[Stored data entries]
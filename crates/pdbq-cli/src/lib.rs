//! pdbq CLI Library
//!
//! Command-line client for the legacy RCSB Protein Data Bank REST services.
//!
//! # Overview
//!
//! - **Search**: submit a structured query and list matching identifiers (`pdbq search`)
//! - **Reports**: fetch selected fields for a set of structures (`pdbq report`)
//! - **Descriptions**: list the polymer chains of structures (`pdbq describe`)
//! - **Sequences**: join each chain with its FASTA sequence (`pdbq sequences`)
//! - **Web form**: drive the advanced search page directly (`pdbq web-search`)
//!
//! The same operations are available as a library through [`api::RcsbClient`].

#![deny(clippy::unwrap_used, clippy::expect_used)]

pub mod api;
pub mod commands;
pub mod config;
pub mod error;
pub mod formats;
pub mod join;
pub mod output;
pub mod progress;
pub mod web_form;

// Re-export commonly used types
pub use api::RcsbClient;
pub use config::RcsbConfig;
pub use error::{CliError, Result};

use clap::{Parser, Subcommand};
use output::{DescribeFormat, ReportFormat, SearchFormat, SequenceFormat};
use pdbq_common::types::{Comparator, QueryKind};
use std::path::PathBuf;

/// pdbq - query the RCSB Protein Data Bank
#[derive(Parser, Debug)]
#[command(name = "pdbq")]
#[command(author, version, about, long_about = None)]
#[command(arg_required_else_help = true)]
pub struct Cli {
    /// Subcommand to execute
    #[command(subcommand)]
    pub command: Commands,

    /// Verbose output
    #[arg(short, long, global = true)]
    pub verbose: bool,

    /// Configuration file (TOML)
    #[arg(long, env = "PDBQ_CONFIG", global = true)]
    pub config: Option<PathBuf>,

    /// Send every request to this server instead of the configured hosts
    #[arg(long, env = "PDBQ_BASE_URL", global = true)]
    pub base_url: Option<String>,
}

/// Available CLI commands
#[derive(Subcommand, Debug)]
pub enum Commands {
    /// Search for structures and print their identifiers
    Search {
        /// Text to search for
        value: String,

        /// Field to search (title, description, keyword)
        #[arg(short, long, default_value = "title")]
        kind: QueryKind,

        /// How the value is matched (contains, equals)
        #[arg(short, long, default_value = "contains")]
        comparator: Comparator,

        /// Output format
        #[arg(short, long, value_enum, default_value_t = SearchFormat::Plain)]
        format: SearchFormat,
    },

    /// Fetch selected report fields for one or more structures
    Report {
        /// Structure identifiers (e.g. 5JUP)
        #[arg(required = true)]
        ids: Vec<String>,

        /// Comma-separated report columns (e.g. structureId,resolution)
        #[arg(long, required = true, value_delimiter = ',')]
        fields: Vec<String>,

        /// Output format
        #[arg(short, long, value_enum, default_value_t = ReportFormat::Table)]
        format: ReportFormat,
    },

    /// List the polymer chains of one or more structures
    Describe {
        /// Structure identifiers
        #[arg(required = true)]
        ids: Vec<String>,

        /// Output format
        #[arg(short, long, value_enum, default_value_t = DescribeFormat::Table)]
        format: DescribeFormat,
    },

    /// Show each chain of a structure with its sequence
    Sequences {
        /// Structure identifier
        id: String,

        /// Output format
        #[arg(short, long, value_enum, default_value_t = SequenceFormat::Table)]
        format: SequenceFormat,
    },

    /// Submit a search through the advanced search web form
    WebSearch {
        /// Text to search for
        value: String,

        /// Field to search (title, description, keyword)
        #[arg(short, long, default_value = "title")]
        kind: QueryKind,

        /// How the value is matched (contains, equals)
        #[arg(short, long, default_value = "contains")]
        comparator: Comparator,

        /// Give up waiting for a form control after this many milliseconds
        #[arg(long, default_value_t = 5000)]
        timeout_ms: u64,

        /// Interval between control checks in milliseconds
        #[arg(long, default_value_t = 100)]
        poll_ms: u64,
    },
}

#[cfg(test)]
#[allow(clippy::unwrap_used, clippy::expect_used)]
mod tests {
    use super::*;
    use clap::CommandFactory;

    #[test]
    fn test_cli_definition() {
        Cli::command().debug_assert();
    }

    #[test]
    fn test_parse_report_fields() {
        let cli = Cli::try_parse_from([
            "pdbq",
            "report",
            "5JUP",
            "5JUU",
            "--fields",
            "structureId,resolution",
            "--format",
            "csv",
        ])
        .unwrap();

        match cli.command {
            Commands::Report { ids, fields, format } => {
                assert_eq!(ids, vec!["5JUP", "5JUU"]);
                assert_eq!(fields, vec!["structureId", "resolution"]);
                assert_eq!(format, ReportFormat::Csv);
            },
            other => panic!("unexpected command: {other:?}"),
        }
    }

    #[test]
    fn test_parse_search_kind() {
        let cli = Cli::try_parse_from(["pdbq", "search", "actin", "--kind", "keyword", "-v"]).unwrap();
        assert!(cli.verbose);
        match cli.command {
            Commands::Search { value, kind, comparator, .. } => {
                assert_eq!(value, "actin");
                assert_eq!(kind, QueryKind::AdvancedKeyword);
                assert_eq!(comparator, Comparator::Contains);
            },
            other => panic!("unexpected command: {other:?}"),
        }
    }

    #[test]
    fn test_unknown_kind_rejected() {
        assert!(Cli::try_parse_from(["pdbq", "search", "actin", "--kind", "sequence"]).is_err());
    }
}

Task details: Using the records above, output exactly the lines from the first through the line that contains "pub mod commands;", with both of those included.

Written solution:
filename crates/pdbq-cli/src/lib.rs
//! pdbq CLI Library
//!
//! Command-line client for the legacy RCSB Protein Data Bank REST services.
//!
//! # Overview
//!
//! - **Search**: submit a structured query and list matching identifiers (`pdbq search`)
//! - **Reports**: fetch selected fields for a set of structures (`pdbq report`)
//! - **Descriptions**: list the polymer chains of structures (`pdbq describe`)
//! - **Sequences**: join each chain with its FASTA sequence (`pdbq sequences`)
//! - **Web form**: drive the advanced search page directly (`pdbq web-search`)
//!
//! The same operations are available as a library through [`api::RcsbClient`].

#![deny(clippy::unwrap_used, clippy::expect_used)]

pub mod api;
pub mod commands;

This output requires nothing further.